*** Opening of Exercise data ***
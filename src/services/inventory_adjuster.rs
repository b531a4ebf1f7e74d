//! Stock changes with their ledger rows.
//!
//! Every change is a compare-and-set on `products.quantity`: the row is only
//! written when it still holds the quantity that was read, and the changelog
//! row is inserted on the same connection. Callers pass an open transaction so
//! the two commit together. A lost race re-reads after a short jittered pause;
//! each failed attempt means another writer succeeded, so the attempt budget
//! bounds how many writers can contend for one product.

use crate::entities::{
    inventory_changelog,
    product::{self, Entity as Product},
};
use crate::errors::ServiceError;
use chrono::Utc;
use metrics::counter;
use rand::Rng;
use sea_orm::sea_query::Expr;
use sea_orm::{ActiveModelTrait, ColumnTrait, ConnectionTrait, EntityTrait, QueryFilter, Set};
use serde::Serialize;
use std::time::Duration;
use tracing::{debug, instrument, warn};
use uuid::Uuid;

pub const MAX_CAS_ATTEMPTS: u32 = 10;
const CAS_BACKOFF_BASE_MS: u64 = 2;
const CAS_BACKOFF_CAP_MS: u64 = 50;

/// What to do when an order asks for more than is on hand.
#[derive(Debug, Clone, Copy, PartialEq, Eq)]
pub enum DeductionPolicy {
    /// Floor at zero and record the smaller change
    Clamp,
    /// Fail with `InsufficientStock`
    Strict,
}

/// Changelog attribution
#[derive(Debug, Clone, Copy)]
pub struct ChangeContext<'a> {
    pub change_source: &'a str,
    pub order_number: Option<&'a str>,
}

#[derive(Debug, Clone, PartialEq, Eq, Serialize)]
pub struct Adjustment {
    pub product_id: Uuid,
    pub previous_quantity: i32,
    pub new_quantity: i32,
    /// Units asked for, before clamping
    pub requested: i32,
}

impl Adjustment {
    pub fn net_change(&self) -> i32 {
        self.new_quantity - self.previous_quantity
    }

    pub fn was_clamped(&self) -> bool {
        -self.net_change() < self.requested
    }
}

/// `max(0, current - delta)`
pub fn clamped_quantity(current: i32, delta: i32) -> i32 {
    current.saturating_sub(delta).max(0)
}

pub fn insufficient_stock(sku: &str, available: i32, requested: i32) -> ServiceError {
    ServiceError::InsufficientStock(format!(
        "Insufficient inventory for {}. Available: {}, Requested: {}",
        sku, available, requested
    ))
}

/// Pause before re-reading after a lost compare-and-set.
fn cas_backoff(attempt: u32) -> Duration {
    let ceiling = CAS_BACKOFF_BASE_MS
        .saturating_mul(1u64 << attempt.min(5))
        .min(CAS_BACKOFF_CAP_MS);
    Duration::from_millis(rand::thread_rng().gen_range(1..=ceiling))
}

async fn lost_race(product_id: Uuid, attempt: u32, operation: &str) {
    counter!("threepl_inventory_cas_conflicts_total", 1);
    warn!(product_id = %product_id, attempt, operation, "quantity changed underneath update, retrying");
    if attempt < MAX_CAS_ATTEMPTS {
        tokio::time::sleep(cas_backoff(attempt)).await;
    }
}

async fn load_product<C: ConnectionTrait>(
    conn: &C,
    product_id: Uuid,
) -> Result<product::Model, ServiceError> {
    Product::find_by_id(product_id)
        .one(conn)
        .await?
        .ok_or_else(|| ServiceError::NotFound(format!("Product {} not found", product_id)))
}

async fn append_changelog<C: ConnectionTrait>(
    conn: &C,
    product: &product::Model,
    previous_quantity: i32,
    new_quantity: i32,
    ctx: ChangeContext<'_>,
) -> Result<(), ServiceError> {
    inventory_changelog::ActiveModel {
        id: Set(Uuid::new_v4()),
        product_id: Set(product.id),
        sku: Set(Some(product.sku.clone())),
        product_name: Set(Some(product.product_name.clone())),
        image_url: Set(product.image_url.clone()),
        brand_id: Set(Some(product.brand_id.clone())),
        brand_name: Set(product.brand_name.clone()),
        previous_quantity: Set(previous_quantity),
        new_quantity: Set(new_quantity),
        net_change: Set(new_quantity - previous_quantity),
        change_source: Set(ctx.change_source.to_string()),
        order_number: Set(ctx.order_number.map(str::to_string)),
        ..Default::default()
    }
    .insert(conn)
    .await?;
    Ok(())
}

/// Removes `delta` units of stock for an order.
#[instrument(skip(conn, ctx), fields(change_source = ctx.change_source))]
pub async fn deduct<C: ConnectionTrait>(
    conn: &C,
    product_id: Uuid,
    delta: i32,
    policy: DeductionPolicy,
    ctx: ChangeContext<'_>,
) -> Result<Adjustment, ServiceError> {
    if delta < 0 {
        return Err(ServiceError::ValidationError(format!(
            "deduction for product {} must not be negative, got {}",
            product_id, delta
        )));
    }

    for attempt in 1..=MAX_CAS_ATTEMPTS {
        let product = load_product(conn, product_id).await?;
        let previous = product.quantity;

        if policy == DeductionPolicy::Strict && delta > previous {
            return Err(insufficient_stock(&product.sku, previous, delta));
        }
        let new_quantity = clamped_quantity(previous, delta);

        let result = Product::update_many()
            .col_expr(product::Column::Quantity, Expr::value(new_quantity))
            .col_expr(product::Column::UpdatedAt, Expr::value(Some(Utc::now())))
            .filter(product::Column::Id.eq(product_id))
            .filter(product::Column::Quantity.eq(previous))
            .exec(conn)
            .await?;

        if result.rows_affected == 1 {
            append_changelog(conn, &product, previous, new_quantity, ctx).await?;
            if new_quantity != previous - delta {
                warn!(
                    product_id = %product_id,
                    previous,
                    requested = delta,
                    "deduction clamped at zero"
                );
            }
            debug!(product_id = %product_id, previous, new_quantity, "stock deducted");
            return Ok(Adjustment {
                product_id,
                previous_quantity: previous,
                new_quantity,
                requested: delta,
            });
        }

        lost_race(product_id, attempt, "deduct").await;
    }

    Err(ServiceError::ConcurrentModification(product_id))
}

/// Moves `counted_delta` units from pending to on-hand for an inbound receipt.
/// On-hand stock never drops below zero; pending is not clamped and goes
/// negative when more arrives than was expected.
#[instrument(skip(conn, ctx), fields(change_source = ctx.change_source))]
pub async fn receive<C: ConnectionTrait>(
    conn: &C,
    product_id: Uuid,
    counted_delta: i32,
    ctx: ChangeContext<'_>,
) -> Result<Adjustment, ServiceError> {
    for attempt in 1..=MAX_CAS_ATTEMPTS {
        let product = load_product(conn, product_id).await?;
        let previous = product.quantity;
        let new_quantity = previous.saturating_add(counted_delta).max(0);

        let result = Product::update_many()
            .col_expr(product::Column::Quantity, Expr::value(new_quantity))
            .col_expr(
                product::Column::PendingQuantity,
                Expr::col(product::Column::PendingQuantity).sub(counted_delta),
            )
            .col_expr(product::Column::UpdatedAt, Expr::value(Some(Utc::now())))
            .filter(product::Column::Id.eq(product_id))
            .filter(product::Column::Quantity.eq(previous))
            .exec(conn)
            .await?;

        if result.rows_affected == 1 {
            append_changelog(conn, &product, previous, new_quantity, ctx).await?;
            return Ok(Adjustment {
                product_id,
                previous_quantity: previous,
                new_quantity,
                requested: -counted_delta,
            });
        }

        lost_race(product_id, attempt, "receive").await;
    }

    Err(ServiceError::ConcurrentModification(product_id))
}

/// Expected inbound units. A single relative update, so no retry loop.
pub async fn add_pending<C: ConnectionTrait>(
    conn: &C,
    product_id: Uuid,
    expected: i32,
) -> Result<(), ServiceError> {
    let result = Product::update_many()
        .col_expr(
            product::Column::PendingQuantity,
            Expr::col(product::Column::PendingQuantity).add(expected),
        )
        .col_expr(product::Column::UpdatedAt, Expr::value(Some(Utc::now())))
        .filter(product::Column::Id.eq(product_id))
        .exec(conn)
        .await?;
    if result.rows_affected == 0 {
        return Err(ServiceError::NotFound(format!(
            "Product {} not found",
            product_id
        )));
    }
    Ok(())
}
*** Close of Exercise data ***
*** Opening of Exercise data ***
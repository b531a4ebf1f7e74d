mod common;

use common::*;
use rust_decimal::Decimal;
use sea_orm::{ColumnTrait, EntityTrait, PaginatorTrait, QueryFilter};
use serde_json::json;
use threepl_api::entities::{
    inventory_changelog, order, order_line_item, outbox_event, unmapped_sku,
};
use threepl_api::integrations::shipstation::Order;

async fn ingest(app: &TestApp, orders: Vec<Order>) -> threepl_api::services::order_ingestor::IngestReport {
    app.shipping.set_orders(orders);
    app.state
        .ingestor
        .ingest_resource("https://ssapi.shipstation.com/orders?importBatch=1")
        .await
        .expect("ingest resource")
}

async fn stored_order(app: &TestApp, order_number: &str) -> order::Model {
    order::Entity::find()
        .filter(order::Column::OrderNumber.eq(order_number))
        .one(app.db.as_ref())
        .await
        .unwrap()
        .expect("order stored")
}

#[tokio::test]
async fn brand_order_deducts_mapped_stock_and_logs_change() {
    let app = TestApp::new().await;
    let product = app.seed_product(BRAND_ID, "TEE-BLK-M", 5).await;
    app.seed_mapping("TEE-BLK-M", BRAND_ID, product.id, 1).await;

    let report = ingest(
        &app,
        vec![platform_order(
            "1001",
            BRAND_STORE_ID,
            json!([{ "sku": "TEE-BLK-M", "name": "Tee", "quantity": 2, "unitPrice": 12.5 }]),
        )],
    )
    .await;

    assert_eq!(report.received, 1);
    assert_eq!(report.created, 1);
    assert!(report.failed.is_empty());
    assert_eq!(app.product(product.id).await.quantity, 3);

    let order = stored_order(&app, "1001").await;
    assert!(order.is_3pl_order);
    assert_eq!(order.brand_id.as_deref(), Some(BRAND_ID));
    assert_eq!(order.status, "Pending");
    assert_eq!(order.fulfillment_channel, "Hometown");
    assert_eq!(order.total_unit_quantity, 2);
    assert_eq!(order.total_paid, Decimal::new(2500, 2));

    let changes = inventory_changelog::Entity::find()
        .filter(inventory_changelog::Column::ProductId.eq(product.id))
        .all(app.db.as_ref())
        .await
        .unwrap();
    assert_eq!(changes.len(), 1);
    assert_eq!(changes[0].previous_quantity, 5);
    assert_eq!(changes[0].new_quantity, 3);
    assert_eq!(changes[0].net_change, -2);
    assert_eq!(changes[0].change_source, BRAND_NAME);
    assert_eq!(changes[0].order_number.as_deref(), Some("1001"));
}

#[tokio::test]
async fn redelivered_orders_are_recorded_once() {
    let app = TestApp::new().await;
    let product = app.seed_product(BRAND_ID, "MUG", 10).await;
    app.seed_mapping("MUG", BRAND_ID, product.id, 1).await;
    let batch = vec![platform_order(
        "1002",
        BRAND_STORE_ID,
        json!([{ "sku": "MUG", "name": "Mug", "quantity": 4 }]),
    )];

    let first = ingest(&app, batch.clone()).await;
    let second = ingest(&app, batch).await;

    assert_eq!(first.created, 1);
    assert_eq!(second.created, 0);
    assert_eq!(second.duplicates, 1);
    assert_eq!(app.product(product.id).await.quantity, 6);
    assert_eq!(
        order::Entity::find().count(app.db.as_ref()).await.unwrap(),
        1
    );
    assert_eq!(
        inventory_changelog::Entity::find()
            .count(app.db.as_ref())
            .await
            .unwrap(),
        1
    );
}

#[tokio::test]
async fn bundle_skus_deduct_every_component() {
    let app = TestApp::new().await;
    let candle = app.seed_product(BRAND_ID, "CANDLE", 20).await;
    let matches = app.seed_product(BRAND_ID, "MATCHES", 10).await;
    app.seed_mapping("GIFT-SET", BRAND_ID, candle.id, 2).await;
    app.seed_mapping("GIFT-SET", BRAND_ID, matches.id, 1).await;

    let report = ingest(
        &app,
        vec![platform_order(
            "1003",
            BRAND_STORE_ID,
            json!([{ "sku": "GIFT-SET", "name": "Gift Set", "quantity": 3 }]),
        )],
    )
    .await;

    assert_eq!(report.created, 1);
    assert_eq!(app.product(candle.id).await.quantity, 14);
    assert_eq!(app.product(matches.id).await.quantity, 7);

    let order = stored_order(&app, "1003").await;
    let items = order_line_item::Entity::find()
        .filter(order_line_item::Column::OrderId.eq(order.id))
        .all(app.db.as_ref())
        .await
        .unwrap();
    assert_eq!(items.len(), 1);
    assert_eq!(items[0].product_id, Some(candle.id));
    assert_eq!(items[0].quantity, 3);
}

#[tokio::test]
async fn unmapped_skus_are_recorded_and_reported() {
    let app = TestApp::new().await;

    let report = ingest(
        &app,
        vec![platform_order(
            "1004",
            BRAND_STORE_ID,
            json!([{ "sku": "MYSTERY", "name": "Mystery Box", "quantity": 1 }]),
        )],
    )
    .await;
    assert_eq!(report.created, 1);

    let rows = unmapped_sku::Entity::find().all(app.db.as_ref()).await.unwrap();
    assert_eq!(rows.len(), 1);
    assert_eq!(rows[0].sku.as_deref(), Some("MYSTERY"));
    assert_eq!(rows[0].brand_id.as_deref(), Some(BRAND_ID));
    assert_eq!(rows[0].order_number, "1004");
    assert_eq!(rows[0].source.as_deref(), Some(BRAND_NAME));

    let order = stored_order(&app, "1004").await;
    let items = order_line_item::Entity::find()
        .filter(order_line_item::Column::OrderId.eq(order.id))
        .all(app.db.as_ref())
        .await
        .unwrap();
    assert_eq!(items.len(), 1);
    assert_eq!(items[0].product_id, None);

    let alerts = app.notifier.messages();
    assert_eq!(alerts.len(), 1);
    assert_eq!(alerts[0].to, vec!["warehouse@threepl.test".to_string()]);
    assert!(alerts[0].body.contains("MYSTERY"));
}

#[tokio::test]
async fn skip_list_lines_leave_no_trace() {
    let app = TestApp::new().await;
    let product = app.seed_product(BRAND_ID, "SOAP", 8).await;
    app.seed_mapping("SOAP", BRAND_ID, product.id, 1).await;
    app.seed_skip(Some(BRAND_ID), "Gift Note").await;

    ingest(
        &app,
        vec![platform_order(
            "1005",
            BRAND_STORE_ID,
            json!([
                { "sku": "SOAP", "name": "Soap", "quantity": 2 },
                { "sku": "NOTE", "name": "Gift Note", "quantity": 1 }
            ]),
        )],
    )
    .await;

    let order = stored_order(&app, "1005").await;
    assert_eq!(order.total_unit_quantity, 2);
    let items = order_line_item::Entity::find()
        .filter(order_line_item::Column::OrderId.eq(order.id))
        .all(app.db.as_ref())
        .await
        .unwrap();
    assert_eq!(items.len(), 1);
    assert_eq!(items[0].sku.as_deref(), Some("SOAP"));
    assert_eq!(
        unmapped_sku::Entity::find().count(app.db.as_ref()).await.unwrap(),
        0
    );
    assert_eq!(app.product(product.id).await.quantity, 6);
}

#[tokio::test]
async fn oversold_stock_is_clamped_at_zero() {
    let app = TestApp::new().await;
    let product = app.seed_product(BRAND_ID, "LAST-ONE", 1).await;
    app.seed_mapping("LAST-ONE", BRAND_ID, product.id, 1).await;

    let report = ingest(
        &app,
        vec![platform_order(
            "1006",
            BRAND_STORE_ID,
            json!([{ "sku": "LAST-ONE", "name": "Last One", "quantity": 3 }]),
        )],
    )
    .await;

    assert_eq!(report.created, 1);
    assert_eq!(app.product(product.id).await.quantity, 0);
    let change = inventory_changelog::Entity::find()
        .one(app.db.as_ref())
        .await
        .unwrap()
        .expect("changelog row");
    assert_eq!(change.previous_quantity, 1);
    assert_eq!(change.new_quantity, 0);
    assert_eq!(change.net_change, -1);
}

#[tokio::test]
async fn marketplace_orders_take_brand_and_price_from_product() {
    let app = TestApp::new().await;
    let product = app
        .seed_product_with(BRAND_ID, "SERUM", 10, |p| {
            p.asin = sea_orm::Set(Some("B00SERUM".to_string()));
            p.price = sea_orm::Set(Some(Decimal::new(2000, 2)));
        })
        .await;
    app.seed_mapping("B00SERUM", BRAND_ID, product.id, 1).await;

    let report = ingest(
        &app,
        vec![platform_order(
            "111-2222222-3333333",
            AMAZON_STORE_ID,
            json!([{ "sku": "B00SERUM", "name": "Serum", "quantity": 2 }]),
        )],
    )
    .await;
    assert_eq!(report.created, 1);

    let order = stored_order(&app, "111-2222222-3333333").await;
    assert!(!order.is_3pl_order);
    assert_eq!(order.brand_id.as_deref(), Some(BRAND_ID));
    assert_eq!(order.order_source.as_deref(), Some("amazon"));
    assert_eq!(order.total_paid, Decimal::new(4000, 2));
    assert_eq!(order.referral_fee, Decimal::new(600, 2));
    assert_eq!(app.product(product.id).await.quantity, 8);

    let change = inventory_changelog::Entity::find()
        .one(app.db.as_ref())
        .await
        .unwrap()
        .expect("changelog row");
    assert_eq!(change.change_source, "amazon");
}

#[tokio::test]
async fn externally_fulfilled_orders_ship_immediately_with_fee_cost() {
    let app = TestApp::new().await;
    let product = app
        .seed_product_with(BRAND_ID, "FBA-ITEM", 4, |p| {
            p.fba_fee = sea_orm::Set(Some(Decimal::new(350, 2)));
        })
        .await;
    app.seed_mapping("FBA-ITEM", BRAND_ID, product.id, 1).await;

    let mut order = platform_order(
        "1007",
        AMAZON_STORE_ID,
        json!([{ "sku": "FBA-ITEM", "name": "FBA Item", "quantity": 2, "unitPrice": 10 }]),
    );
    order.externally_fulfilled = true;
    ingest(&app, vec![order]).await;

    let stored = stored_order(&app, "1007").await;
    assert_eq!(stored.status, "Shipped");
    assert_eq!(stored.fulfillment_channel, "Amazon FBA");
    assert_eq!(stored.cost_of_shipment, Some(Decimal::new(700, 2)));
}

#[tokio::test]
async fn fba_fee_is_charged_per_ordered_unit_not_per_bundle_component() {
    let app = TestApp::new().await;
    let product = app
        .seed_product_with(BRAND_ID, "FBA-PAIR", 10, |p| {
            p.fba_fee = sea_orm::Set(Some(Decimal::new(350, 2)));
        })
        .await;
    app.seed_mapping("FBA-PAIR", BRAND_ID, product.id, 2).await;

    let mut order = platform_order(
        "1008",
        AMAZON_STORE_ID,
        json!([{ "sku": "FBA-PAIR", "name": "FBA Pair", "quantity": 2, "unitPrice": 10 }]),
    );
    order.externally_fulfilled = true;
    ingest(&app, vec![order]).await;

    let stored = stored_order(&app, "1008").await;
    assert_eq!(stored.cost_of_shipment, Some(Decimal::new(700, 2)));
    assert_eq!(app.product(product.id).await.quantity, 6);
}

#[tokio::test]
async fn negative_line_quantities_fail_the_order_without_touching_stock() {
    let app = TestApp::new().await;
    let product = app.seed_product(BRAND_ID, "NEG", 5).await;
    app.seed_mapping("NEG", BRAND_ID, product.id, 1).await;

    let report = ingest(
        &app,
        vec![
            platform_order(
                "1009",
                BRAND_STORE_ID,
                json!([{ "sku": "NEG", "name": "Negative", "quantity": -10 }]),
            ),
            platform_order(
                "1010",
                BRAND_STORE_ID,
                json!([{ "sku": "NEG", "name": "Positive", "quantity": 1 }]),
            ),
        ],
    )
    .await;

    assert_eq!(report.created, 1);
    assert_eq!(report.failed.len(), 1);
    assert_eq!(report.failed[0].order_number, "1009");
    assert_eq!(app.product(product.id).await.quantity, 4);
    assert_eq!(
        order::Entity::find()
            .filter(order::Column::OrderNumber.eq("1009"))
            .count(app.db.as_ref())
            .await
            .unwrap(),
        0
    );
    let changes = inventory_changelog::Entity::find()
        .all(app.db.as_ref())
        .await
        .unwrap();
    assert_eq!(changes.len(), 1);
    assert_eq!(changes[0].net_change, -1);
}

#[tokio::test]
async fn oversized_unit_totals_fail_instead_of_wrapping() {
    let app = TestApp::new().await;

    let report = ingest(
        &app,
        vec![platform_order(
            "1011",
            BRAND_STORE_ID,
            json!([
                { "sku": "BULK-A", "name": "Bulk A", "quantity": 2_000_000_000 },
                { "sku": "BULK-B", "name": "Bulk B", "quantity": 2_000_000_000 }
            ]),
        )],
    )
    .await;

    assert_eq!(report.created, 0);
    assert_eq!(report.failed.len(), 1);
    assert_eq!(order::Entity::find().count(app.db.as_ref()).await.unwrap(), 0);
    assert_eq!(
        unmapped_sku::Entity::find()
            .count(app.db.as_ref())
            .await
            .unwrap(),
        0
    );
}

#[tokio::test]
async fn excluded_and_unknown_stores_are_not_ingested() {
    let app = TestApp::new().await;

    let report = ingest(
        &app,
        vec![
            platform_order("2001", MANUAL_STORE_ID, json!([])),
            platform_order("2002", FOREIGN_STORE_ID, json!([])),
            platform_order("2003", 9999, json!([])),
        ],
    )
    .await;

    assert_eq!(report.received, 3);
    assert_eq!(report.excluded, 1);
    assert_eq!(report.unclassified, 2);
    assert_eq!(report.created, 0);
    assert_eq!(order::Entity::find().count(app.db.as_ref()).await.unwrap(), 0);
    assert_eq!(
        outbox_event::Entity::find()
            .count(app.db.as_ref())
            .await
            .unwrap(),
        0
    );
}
*** Close of Exercise data ***
- _Activity_: The total, and only the total: count the lines above that contain "ConnectionTrait".

- _Solution_: 6